What is a sample and how does it differ from a population? Provide an example of each concept.
A population and a sample have different meanings in statistics. A population means the entire information under a statistical inquiry. It is the entire set of observations of a study obtained through complete enumeration or census (Waclawski, & Church, 2002). The population is sometimes called the universe.
A sample means a portion of the population that is selected for a given statistical inquiry. It is drawn from the parent population and has properties similar to those of the parent population. Therefore, a sample statistic gives an estimate of the population parameter (Di Pofi, 2002). To achieve this, it must be representative of the population in property and character; it must give an accurate picture of the parent population so that the corresponding properties of the whole observations can be estimated accurately.
For example, to find out the opinion of American citizens about the firearm policy in the U.S., the population would be the entire United States citizens. A sample of 1000 people can be drawn randomly from different states to represent the population. The sample must be random and representative to avoid selection bias.
Describe the basic characteristics of a normal distribution and the normal curve. What is the usefulness of the normal distribution and its applications in statistics?
The normal distribution is an important type of theoretical distribution. Unlike other theoretical distributions such as Poisson and Binomial distributions that are discreet, the normal distribution is a continuous probability distribution (Di Pofi, 2002). It is often known as a Gaussian distribution after F. Gauss who first studied and derived the normal distribution equation. The normal curve is a symmetrical curve that runs indefinitely in either direction of the horizontal axis but does not touch it (Di Pofi, 2002). The normal distribution is expressed as N (µ, σ), with µ representing the mean and σ representing the deviation (SD) about the mean. Varying values of µ and σ means that a normal distribution can take different shapes. The probability distribution, p (x), of a variable in a normal distribution is determined by the area under the normal curve. The normal curve encloses an area that has a probability of 1.
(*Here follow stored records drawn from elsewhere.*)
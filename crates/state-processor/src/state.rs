use alloy_primitives::{Address, BlockHash, BlockNumber, Bytes, Log, TxHash, B256, U256};
use auto_impl::auto_impl;

/// The mutable account/state store a block is applied to.
///
/// The store is shared by the state processor, the VM and the consensus engine, and is only
/// ever accessed sequentially by one processing run. The processor never rolls it back: if a run
/// aborts, the caller discards every mutation through the store's own transactional semantics.
#[auto_impl(&mut, Box)]
pub trait StateStore {
    /// Scopes subsequent log emission to the transaction `tx_hash` at block position `index`.
    fn set_tx_context(&mut self, tx_hash: TxHash, index: usize);

    /// The block position set by the last [`StateStore::set_tx_context`] call.
    fn tx_index(&self) -> usize;

    /// Returns the logs emitted by `tx_hash` since its context was set.
    fn logs(&self, tx_hash: TxHash, block_number: BlockNumber, block_hash: BlockHash) -> Vec<Log>;

    /// Marks every pending mutation final without computing a state root.
    fn finalise(&mut self, delete_empty_objects: bool);

    /// Marks every pending mutation final and computes the resulting state root.
    fn intermediate_root(&mut self, delete_empty_objects: bool) -> B256;

    /// Signals that one processing run owns exclusive sequential access to the store for the
    /// rest of the block.
    fn mark_full_processed(&mut self);

    /// The balance of `address`.
    fn balance(&self, address: Address) -> U256;

    /// Adds `amount` to the balance of `address`, creating the account if needed.
    fn add_balance(&mut self, address: Address, amount: U256);

    /// Overwrites the balance of `address`.
    fn set_balance(&mut self, address: Address, balance: U256);

    /// Replaces the code of `address`.
    fn set_code(&mut self, address: Address, code: Bytes);
}
#[test]
fn test_pre_byzantium_receipts_carry_state_root() {
    let hardforks = ChainHardforks::all_active()
        .with_fork(EthereumHardfork::Byzantium, ForkCondition::Block(11));
    let (processor, parent) =
        setup(ChainConfig::new(1, hardforks), TestEngine::default(), ScriptedVmFactory::default());
    let block = child(
        &parent,
        30_000_000,
        vec![TestTransaction::call(SENDER, 0, ALICE), TestTransaction::call(SENDER, 1, BOB)],
    );
    let mut state = MemoryState::default().with_balance(SENDER, U256::from(1_000_000));

    let output = processor.process(&block, &mut state, ()).unwrap();

    let roots: Vec<_> = output.receipts.iter().map(|r| r.post_state).collect();
    assert!(roots.iter().all(Option::is_some));
    assert_ne!(roots[0], roots[1]);
    assert_eq!(roots[1], Some(state.root()));
    assert_eq!(state.root_calls(), 2);
    assert!(output.receipts.iter().all(|r| r.status == ReceiptStatus::Successful));
}

#[test]
fn test_fees_and_block_reward() {
    let engine = TestEngine::default().with_block_reward(U256::from(1_000));
    let (processor, parent) = setup(config(), engine, ScriptedVmFactory::default());
    let block = child(
        &parent,
        30_000_000,
        vec![TestTransaction::call(SENDER, 0, ALICE).with_gas_price(2)],
    );
    let mut state = MemoryState::default().with_balance(SENDER, U256::from(100_000));

    processor.process(&block, &mut state, ()).unwrap();

    assert_eq!(state.balance(SENDER), U256::from(58_000));
    assert_eq!(state.balance(COINBASE), U256::from(43_000));
}

#[test]
fn test_dao_fork_block_drains_accounts() {
    let dao = DaoForkConfig { drain_list: vec![ALICE, BOB], refund_contract: CAROL };
    let config = config().with_dao_fork(10, dao);
    let (processor, parent) = setup(config, TestEngine::default(), ScriptedVmFactory::default());
    let mut state = MemoryState::default()
        .with_balance(ALICE, U256::from(3))
        .with_balance(BOB, U256::from(4));

    processor.process(&child(&parent, 30_000_000, vec![]), &mut state, ()).unwrap();

    assert_eq!(state.balance(ALICE), U256::ZERO);
    assert_eq!(state.balance(BOB), U256::ZERO);
    assert_eq!(state.balance(CAROL), U256::from(7));
}
//! Benchmarks for whole-block processing.
//!
//! Compares the monolithic `process` call with the stepwise `prepare`/`process_tx`/`commit`
//! drive, over blocks of increasing size where half of the transactions emit logs.
#![allow(missing_docs)]

use alloy_consensus::Header;
use alloy_primitives::{address, bytes, Address, LogData, Sealed, B256};
use criterion::{black_box, criterion_group, criterion_main, BenchmarkId, Criterion};
use state_processor::{
    test_utils::{
        MemoryChain, MemoryState, ScriptedVmFactory, TestEngine, TestTransaction, TxScript,
    },
    Block, ChainConfig, ChainHardforks, StateProcessor,
};

const SENDER: Address = address!("0x0000000000000000000000000000000000100000");
const TOKEN: Address = address!("0x0000000000000000000000000000000000100001");
const WALLET: Address = address!("0x0000000000000000000000000000000000100002");

type Processor = StateProcessor<MemoryChain, TestEngine, ScriptedVmFactory>;

fn setup(tx_count: u64) -> (Processor, Block<TestTransaction>) {
    let transfer = LogData::new_unchecked(vec![B256::repeat_byte(0xdd); 3], bytes!("0x01"));
    let vm = ScriptedVmFactory::default()
        .with_script(TOKEN, TxScript::success(51_000).with_log(transfer));

    let mut chain = MemoryChain::new(ChainConfig::new(1, ChainHardforks::all_active()));
    let parent: Sealed<Header> = chain.insert(Header::default());
    let txs = (0..tx_count)
        .map(|nonce| {
            TestTransaction::call(SENDER, nonce, if nonce % 2 == 0 { TOKEN } else { WALLET })
        })
        .collect();
    let block = Block::new(
        Header {
            parent_hash: parent.seal(),
            number: 1,
            gas_limit: tx_count * TestTransaction::DEFAULT_GAS_LIMIT,
            ..Default::default()
        },
        txs,
    );
    (StateProcessor::new(chain, TestEngine::default(), vm), block)
}

fn bench_process_block(c: &mut Criterion) {
    let mut group = c.benchmark_group("process_block");
    for tx_count in [16, 256, 2048] {
        let (processor, block) = setup(tx_count);

        group.bench_with_input(BenchmarkId::new("monolithic", tx_count), &block, |b, block| {
            b.iter(|| {
                let mut state = MemoryState::default();
                black_box(processor.process(black_box(block), &mut state, ()).unwrap())
            })
        });

        group.bench_with_input(BenchmarkId::new("stepwise", tx_count), &block, |b, block| {
            b.iter(|| {
                let mut state = MemoryState::default();
                let mut run = processor.prepare(black_box(block), &mut state, ()).unwrap();
                for index in 0..block.transactions.len() {
                    black_box(processor.process_tx(&mut run, &mut state, index).unwrap());
                }
                black_box(processor.commit(run, &mut state).unwrap())
            })
        });
    }
    group.finish();
}

criterion_group!(benches, bench_process_block);
criterion_main!(benches);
The normal distribution has several basic properties; first, its mean, mode, and median are all equal. The normal distribution also has only one mode. It is symmetrical about the µ; the two halves about the µ mirror each other (Di Pofi, 2002). Also, the area under the curve, which is 1, is divided into 0.5 to the right and left of the mean value of a normal distribution. At the µ value, the curve is concave, at ±σ, it curves inwards forming the points of inflection and at ±3σ the curve becomes convex relative to the x-axis.
The normal distribution has many applications in practice. Most sampling distributions including Z-distribution, F-test, and t-test involve normal distribution for large values of n (n→∞). Also, calculations involving test statistics such as F-test and student’s t-test are based on the assumption that the parent population is normally distributed (Di Pofi, 2002). The normal distribution is often applied in the central limit theorem, which is an important theorem in statistics. The normal distribution is also applied in defining confidence limits in statistical sampling. Distributions that do not follow a normal distribution are first transformed using a logarithmic notation and a normal curve drawn to find the probability distribution. The normal distribution also finds applications in quality control and production processes that need control limits to be set.
What is the usefulness of transforming raw scores to standardized scores, such as z scores? What do these numbers tell us?
A normal distribution is only defined by µ and σ. As stated earlier, due to variations in µ and σ values, different shapes of normal curves can be obtained. However, by transforming a set of normally distributed observations to standardized scores (Z-values), it is possible to get a standardized form of the normal distribution with a constant probability under the curve, which can be read from tables. This area corresponds to the probability values of the random variable in the distribution.
Normal distribution values are converted to Z scores using the expression, Z = X- µ/σ. Thus, for a standard curve, the mean is equal to 0 and the standard deviation is ±1. An important characteristic of the standard normal distribution, p (z), is the area under the curve. At µ±σ, the area under the curve is 68.26%; at µ±2σ the area is 95%; and at µ±3σ the area is 99.73% (Di Pofi, 2002). These values represent the confidence limits within which the probability lies.
A test measuring basic literacy skills in children is normally distributed, with µ = 18 and σ = 5. Calculate the z score for each of the following test scores, then explain what each z score means or tells us about that raw score:
X = 11
X = 17
X = 21
X = 25
Provide a real-world example demonstrating the application and usefulness of standardized scores. Include any potential issues in using these scores.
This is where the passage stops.